All of that part of this order, which professes to render a judgment against the owners of the land, is void, for in this proceeding the Court has no authority to render a personal judgment. The whole proceeding is against the land itself. But the order does not stop with the judgment against the owners. A judgment is also rendered against the land itself. The order, in fact, contains two judgments, for the same demand and for the same amount—-the one against the owners, and the other against the lands. The first was without authority; the other was what the Court was authorized and required to do. We do not think that the judgment, which was rendered against the land by authority of law was made void, because in the same order is contained a judgment against the owners, which was rendered in the exercise of an usurped authority. This latter was as void and harmless as if it had never been written. In this collateral proceeding, at least, that part of the order may be treated as surplusage. It being utterly harmless, as against the party, he ought not to claim a benefit from it, by insisting, that it vitiated that which was done by the Court within the pale of its authority, and which was otherwise obligatory.

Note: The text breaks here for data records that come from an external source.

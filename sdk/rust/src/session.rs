//! Session and persisted credentials.
//!
//! A [`Session`] holds the current API token and mirrors every change into
//! its [`TokenStore`], so a later process can pick the login up again.

use std::fs;
use std::io;
use std::path::{Path, PathBuf};
use std::sync::Mutex;

/// Persistence for a single API token.
pub trait TokenStore: Send + Sync {
    fn get(&self) -> io::Result<Option<String>>;
    fn set(&self, token: &str) -> io::Result<()>;
    fn clear(&self) -> io::Result<()>;
}

/// Process-local token storage.
#[derive(Debug, Default)]
pub struct MemoryTokenStore {
    token: Mutex<Option<String>>,
}

impl MemoryTokenStore {
    pub fn new() -> Self {
        Self::default()
    }

    pub fn with_token(token: impl Into<String>) -> Self {
        Self {
            token: Mutex::new(Some(token.into())),
        }
    }

    fn slot(&self) -> std::sync::MutexGuard<'_, Option<String>> {
        self.token.lock().unwrap_or_else(|poisoned| poisoned.into_inner())
    }
}

impl TokenStore for MemoryTokenStore {
    fn get(&self) -> io::Result<Option<String>> {
        Ok(self.slot().clone())
    }

    fn set(&self, token: &str) -> io::Result<()> {
        *self.slot() = Some(token.to_string());
        Ok(())
    }

    fn clear(&self) -> io::Result<()> {
        *self.slot() = None;
        Ok(())
    }
}

/// Token kept in a single file. The file exists only while logged in.
#[derive(Debug, Clone)]
pub struct FileTokenStore {
    path: PathBuf,
}

impl FileTokenStore {
    pub fn new(path: impl Into<PathBuf>) -> Self {
        Self { path: path.into() }
    }

    pub fn path(&self) -> &Path {
        &self.path
    }
}

impl TokenStore for FileTokenStore {
    fn get(&self) -> io::Result<Option<String>> {
        match fs::read_to_string(&self.path) {
            Ok(content) => {
                let token = content.trim();
                Ok((!token.is_empty()).then(|| token.to_string()))
            }
            Err(e) if e.kind() == io::ErrorKind::NotFound => Ok(None),
            Err(e) => Err(e),
        }
    }

    fn set(&self, token: &str) -> io::Result<()> {
        if let Some(parent) = self.path.parent().filter(|p| !p.as_os_str().is_empty()) {
            fs::create_dir_all(parent)?;
        }
        fs::write(&self.path, token)
    }

    fn clear(&self) -> io::Result<()> {
        match fs::remove_file(&self.path) {
            Err(e) if e.kind() != io::ErrorKind::NotFound => Err(e),
            _ => Ok(()),
        }
    }
}

/// Current credentials, passed explicitly to API call sites.
#[derive(Debug)]
pub struct Session<S: TokenStore> {
    store: S,
    token: Option<String>,
}

impl<S: TokenStore> Session<S> {
    /// Start a session from whatever token the store holds.
    pub fn load(store: S) -> io::Result<Self> {
        let token = store.get()?;
        Ok(Self { store, token })
    }

    /// Start a logged-out session without reading the store.
    pub fn anonymous(store: S) -> Self {
        Self { store, token: None }
    }

    pub fn token(&self) -> Option<&str> {
        self.token.as_deref()
    }

    pub fn is_authenticated(&self) -> bool {
        self.token.is_some()
    }

    /// Remember a new token, in memory and in the store.
    pub fn set_token(&mut self, token: impl Into<String>) -> io::Result<()> {
        let token = token.into();
        self.store.set(&token)?;
        self.token = Some(token);
        Ok(())
    }

    /// Forget the token, in memory and in the store.
    pub fn clear(&mut self) -> io::Result<()> {
        self.token = None;
        self.store.clear()
    }

    /// Value of the `Authorization` header, when logged in.
    pub fn authorization(&self) -> Option<String> {
        self.token.as_ref().map(|token| format!("Token {}", token))
    }

    pub fn store(&self) -> &S {
        &self.store
    }
}
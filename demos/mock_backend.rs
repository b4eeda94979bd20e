//! In-memory notes backend for trying the gateway locally.
//!
//! ```text
//! cargo run --example mock_backend            # listens on 127.0.0.1:8000
//! BACKEND_URL=http://127.0.0.1:8000 cargo run # gateway on 0.0.0.0:3000
//! cargo run --bin notes-cli -- register ann ann@example.com password1
//! ```
//!
//! Everything is lost on exit.

use std::collections::HashMap;
use std::net::SocketAddr;
use std::sync::{Arc, Mutex};
use std::time::{SystemTime, UNIX_EPOCH};

use axum::{
    body::Body,
    extract::{FromRequest, Multipart, Path, State},
    http::{header, HeaderMap, Request, StatusCode},
    response::{IntoResponse, Response},
    routing::{get, post},
    Json, Router,
};
use serde::Deserialize;
use serde_json::{json, Value};

#[derive(Clone)]
struct Account {
    id: u64,
    username: String,
    email: String,
    password: String,
}

#[derive(Clone)]
struct StoredNote {
    id: u64,
    owner: u64,
    text: String,
    date_created: String,
    date_edited: String,
    edit_seq: u64,
}

#[derive(Default)]
struct Store {
    accounts: Vec<Account>,
    tokens: HashMap<String, u64>,
    notes: Vec<StoredNote>,
    next_id: u64,
    edit_seq: u64,
}

impl Store {
    fn next_id(&mut self) -> u64 {
        self.next_id += 1;
        self.next_id
    }

    fn account(&self, id: u64) -> Option<&Account> {
        self.accounts.iter().find(|a| a.id == id)
    }

    fn issue_token(&mut self, user_id: u64) -> String {
        let token = uuid::Uuid::new_v4().simple().to_string();
        self.tokens.insert(token.clone(), user_id);
        token
    }

    fn note_json(&self, note: &StoredNote) -> Value {
        json!({
            "id": note.id,
            "text": note.text,
            "date_created": note.date_created,
            "date_edited": note.date_edited,
            "user": self.account(note.owner).map(user_json).unwrap_or(Value::Null),
        })
    }
}

type Shared = Arc<Mutex<Store>>;

fn user_json(account: &Account) -> Value {
    json!({ "id": account.id, "username": account.username, "email": account.email })
}

fn now() -> String {
    let elapsed = SystemTime::now().duration_since(UNIX_EPOCH).unwrap_or_default();
    format!("{}.{:03}", elapsed.as_secs(), elapsed.subsec_millis())
}

fn error(status: StatusCode, message: &str) -> Response {
    (status, Json(json!({ "error": message }))).into_response()
}

fn unauthenticated() -> Response {
    (
        StatusCode::UNAUTHORIZED,
        Json(json!({ "detail": "Authentication credentials were not provided." })),
    )
        .into_response()
}

fn authenticate(store: &Store, headers: &HeaderMap) -> Option<u64> {
    let value = headers.get(header::AUTHORIZATION)?.to_str().ok()?;
    let token = value.strip_prefix("Token ")?;
    store.tokens.get(token).copied()
}

#[derive(Deserialize)]
struct Credentials {
    username: String,
    #[serde(default)]
    email: String,
    password: String,
}

#[derive(Deserialize)]
struct TextBody {
    text: String,
}

/// Note text from either a multipart form or a JSON body.
async fn read_text(request: Request<Body>) -> Option<String> {
    let is_multipart = request
        .headers()
        .get(header::CONTENT_TYPE)
        .and_then(|v| v.to_str().ok())
        .is_some_and(|v| v.starts_with("multipart/form-data"));

    if is_multipart {
        let mut multipart = Multipart::from_request(request, &()).await.ok()?;
        while let Ok(Some(field)) = multipart.next_field().await {
            if field.name() == Some("text") {
                return field.text().await.ok();
            }
        }
        None
    } else {
        Json::<TextBody>::from_request(request, &())
            .await
            .ok()
            .map(|Json(body)| body.text)
    }
}

async fn register(State(store): State<Shared>, Json(creds): Json<Credentials>) -> Response {
    if creds.password.len() < 8 {
        return error(StatusCode::BAD_REQUEST, "Password must be at least 8 characters");
    }

    let mut store = store.lock().unwrap();
    if store.accounts.iter().any(|a| a.username == creds.username) {
        return error(StatusCode::BAD_REQUEST, "Username already taken");
    }

    let id = store.next_id();
    let account = Account {
        id,
        username: creds.username,
        email: creds.email,
        password: creds.password,
    };
    let user = user_json(&account);
    store.accounts.push(account);
    let token = store.issue_token(id);

    (StatusCode::CREATED, Json(json!({ "token": token, "user": user }))).into_response()
}

async fn login(State(store): State<Shared>, Json(creds): Json<Credentials>) -> Response {
    let mut store = store.lock().unwrap();
    let account = store
        .accounts
        .iter()
        .find(|a| a.username == creds.username && a.password == creds.password)
        .cloned();

    match account {
        Some(account) => {
            let token = store.issue_token(account.id);
            Json(json!({ "token": token, "user": user_json(&account) })).into_response()
        }
        None => error(StatusCode::BAD_REQUEST, "Invalid credentials"),
    }
}

async fn me(State(store): State<Shared>, headers: HeaderMap) -> Response {
    let store = store.lock().unwrap();
    match authenticate(&store, &headers).and_then(|id| store.account(id)) {
        Some(account) => Json(user_json(account)).into_response(),
        None => unauthenticated(),
    }
}

async fn list_notes(State(store): State<Shared>, headers: HeaderMap) -> Response {
    let store = store.lock().unwrap();
    let Some(user_id) = authenticate(&store, &headers) else {
        return unauthenticated();
    };

    let mut notes: Vec<&StoredNote> = store.notes.iter().filter(|n| n.owner == user_id).collect();
    notes.sort_by(|a, b| b.edit_seq.cmp(&a.edit_seq));
    let results: Vec<Value> = notes.into_iter().map(|n| store.note_json(n)).collect();

    Json(json!({
        "count": results.len(),
        "next": null,
        "previous": null,
        "results": results,
    }))
    .into_response()
}

async fn create_note(State(store): State<Shared>, request: Request<Body>) -> Response {
    let user_id = {
        let store = store.lock().unwrap();
        match authenticate(&store, request.headers()) {
            Some(id) => id,
            None => return unauthenticated(),
        }
    };
    let Some(text) = read_text(request).await else {
        return error(StatusCode::BAD_REQUEST, "Field `text` is required");
    };

    let mut store = store.lock().unwrap();
    let id = store.next_id();
    store.edit_seq += 1;
    let stamp = now();
    let note = StoredNote {
        id,
        owner: user_id,
        text,
        date_created: stamp.clone(),
        date_edited: stamp,
        edit_seq: store.edit_seq,
    };
    let body = store.note_json(&note);
    store.notes.push(note);

    (StatusCode::CREATED, Json(body)).into_response()
}

async fn get_note(
    State(store): State<Shared>,
    Path(id): Path<u64>,
    headers: HeaderMap,
) -> Response {
    let store = store.lock().unwrap();
    let Some(user_id) = authenticate(&store, &headers) else {
        return unauthenticated();
    };
    match store.notes.iter().find(|n| n.id == id && n.owner == user_id) {
        Some(note) => Json(store.note_json(note)).into_response(),
        None => error(StatusCode::NOT_FOUND, "Not found"),
    }
}

async fn update_note(
    State(store): State<Shared>,
    Path(id): Path<u64>,
    request: Request<Body>,
) -> Response {
    let user_id = {
        let store = store.lock().unwrap();
        match authenticate(&store, request.headers()) {
            Some(id) => id,
            None => return unauthenticated(),
        }
    };
    let Some(text) = read_text(request).await else {
        return error(StatusCode::BAD_REQUEST, "Field `text` is required");
    };

    let mut store = store.lock().unwrap();
    store.edit_seq += 1;
    let seq = store.edit_seq;
    let Some(note) = store.notes.iter_mut().find(|n| n.id == id && n.owner == user_id) else {
        return error(StatusCode::NOT_FOUND, "Not found");
    };
    note.text = text;
    note.date_edited = now();
    note.edit_seq = seq;
    let note = note.clone();

    Json(store.note_json(&note)).into_response()
}

async fn delete_note(
    State(store): State<Shared>,
    Path(id): Path<u64>,
    headers: HeaderMap,
) -> Response {
    let mut store = store.lock().unwrap();
    let Some(user_id) = authenticate(&store, &headers) else {
        return unauthenticated();
    };
    let before = store.notes.len();
    store.notes.retain(|n| !(n.id == id && n.owner == user_id));
    if store.notes.len() == before {
        return error(StatusCode::NOT_FOUND, "Not found");
    }
    StatusCode::NO_CONTENT.into_response()
}

/// Router serving the notes API under `/api`.
pub fn app() -> Router {
    Router::new()
        .route("/api/users/register/", post(register))
        .route("/api/users/login/", post(login))
        .route("/api/users/me/", get(me))
        .route("/api/notes/", get(list_notes).post(create_note))
        .route(
            "/api/notes/{id}/",
            get(get_note).patch(update_note).put(update_note).delete(delete_note),
        )
        .with_state(Shared::default())
}

#[tokio::main]
async fn main() {
    let addr = SocketAddr::from(([127, 0, 0, 1], 8000));
    println!("Notes backend listening on http://{}", addr);

    let listener = tokio::net::TcpListener::bind(addr).await.unwrap();
    axum::serve(listener, app()).await.unwrap();
}
//! Upstream origin and the client used to reach it.

use std::time::Duration;

use crate::config::GatewayConfig;

/// Snapshot of everything needed to reach the backend.
///
/// Swapped as a whole on config reload; a request keeps the snapshot it
/// started with.
#[derive(Debug, Clone)]
pub struct Upstream {
    base_url: String,
    client: reqwest::Client,
}

impl Upstream {
    /// Build the upstream client from configuration.
    ///
    /// No timeout is applied unless one is configured. System proxy variables
    /// are ignored; the backend is addressed directly.
    pub fn from_config(config: &GatewayConfig) -> Result<Self, reqwest::Error> {
        let mut builder = reqwest::Client::builder().no_proxy();

        if let Some(secs) = config.timeouts.connect_secs {
            builder = builder.connect_timeout(Duration::from_secs(secs));
        }
        if let Some(secs) = config.timeouts.request_secs {
            builder = builder.timeout(Duration::from_secs(secs));
        }

        Ok(Self {
            base_url: config.upstream.base().to_string(),
            client: builder.build()?,
        })
    }

    /// Backend base URL, without trailing slash.
    pub fn base_url(&self) -> &str {
        &self.base_url
    }

    pub fn client(&self) -> &reqwest::Client {
        &self.client
    }
}
//! The notes SDK driven through the gateway against the demo backend.

use notes_sdk::{ClientError, FileTokenStore, NotesClient, TokenStore};
use reqwest::StatusCode;

mod common;

async fn gateway_with_notes_backend() -> (String, notes_gateway::Shutdown) {
    let backend = common::start_notes_backend().await;
    let (gateway, shutdown) = common::start_gateway(&format!("http://{}", backend)).await;
    (format!("http://{}", gateway), shutdown)
}

#[tokio::test]
async fn full_note_lifecycle() {
    let (base_url, shutdown) = gateway_with_notes_backend().await;
    let mut client = NotesClient::new(&base_url);

    let auth = client.register("ann", "ann@example.com", "password1").await.unwrap();
    assert_eq!(auth.user.username, "ann");
    assert!(client.session().is_authenticated());

    let me = client.me().await.unwrap();
    assert_eq!(me.username, "ann");
    assert_eq!(me.email, "ann@example.com");

    let first = client.create_note("first note").await.unwrap();
    let second = client.create_note("second note").await.unwrap();
    assert_eq!(first.text, "first note");
    assert_eq!(first.user.username, "ann");

    let notes = client.list_notes().await.unwrap();
    let ids: Vec<u64> = notes.iter().map(|n| n.id).collect();
    assert_eq!(ids, [second.id, first.id]);

    let edited = client.update_note(first.id, "first note, edited").await.unwrap();
    assert_eq!(edited.text, "first note, edited");

    let notes = client.list_notes().await.unwrap();
    assert_eq!(notes[0].id, first.id);

    let fetched = client.get_note(first.id).await.unwrap();
    assert_eq!(fetched, edited);

    client.delete_note(second.id).await.unwrap();
    let err = client.get_note(second.id).await.unwrap_err();
    assert_eq!(err.status(), Some(StatusCode::NOT_FOUND));
    assert_eq!(client.list_notes().await.unwrap().len(), 1);

    client.logout().unwrap();
    assert!(!client.session().is_authenticated());

    match client.list_notes().await {
        Err(ClientError::Api { status, message, .. }) => {
            assert_eq!(status, StatusCode::UNAUTHORIZED);
            assert_eq!(message, "Authentication credentials were not provided.");
        }
        other => panic!("expected 401, got {:?}", other),
    }

    shutdown.trigger();
}

#[tokio::test]
async fn backend_errors_reach_the_client() {
    let (base_url, shutdown) = gateway_with_notes_backend().await;
    let mut client = NotesClient::new(&base_url);

    let err = client.login("nobody", "password1").await.unwrap_err();
    assert_eq!(err.status(), Some(StatusCode::BAD_REQUEST));
    assert!(matches!(err, ClientError::Api { ref message, .. } if message == "Invalid credentials"));
    assert!(!client.session().is_authenticated());

    let err = client.register("bob", "bob@example.com", "short").await.unwrap_err();
    assert!(matches!(err, ClientError::Api { ref message, .. } if message == "Password must be at least 8 characters"));

    shutdown.trigger();
}

#[tokio::test]
async fn file_session_survives_a_new_client() {
    let (base_url, shutdown) = gateway_with_notes_backend().await;
    let token_path = std::env::temp_dir()
        .join(format!("notes-gateway-{}", uuid::Uuid::new_v4()))
        .join("token");

    let mut client = NotesClient::with_store(&base_url, FileTokenStore::new(&token_path)).unwrap();
    client.register("cat", "cat@example.com", "password1").await.unwrap();
    client.create_note("kept across runs").await.unwrap();

    let resumed = NotesClient::with_store(&base_url, FileTokenStore::new(&token_path)).unwrap();
    assert!(resumed.session().is_authenticated());
    assert_eq!(resumed.me().await.unwrap().username, "cat");
    assert_eq!(resumed.list_notes().await.unwrap()[0].text, "kept across runs");

    let mut resumed = resumed;
    resumed.logout().unwrap();
    assert_eq!(FileTokenStore::new(&token_path).get().unwrap(), None);

    let _ = std::fs::remove_dir(token_path.parent().unwrap());
    shutdown.trigger();
}

#[tokio::test]
async fn unreachable_backend_surfaces_as_api_error() {
    let (gateway, shutdown) = common::start_gateway(&common::closed_backend_url()).await;
    let mut client = NotesClient::new(&format!("http://{}", gateway));

    match client.login("ann", "password1").await {
        Err(ClientError::Api { status, message, .. }) => {
            assert_eq!(status, StatusCode::INTERNAL_SERVER_ERROR);
            assert_eq!(message, "Failed to connect to backend");
        }
        other => panic!("expected 500, got {:?}", other),
    }

    shutdown.trigger();
}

Some question was made upon the argument, whether any judgment was in fact rendered against the land, because the technical words of a judgment are not used in its condemnation, and because the verb is placed in the infinitive instead of the indicative mood. This, however, we think, is but a cavil about terms.

After a judgment is rendered against the owners of the land, the order declares that “ this judgment is to be entered against the land itself, for the taxes, interests and costs due upon the same.” The intention and understanding of the Court in using these words—admitting that the form of expression is that of the Court instead of the clerk—cannot be doubted. The idea intended to be expressed, and which is unavoidably understood, is, that by that order of the Court a judgment was rendered against the land. We cannot avoid this understanding, any more than as if the most technical language had been employed in rendering the judgment against the land. Bad grammar does not vitiate. But by supplying a word which may be fairly understood,- even this objection to understanding this order as final, is obviated. Read the expression: “ This judgment is to be considered as entered, as a several judgment against,” &c.; and all idea of a subsequent order, to make-the judgment final and complete, at once disappears. We do not understand, and are not willing to hold, that a judgment is void, because the technical language of approved forms, is not used in expressing it. A judgment, like all other writings, is designed to convey ideas, and consists in the ideas conveyed, and when those ideas are so expressed as to be clearly understood, we are not at liberty to say there is no judgment, because the same ideas were not expressed in more technical or grammatical language.

Rejecting, then, as surplusage, that part of this order which pretends to render a personal judgment against the owners of the land, and we have left all of the substance of the judgment, which the statute requires to be entered up in such a case, although the precise form given in the statute is not used. And now we will inquire whether that precise form was indispensable.

After giving the form, the statute declares: “ The form, as herein before set forth, shall be pursued as near as the nature of the case will permit.” It is not pretended that the Circuit Court supposed, that this departure from the form given, was rendered necessary, by anything peculiar in the nature of the case.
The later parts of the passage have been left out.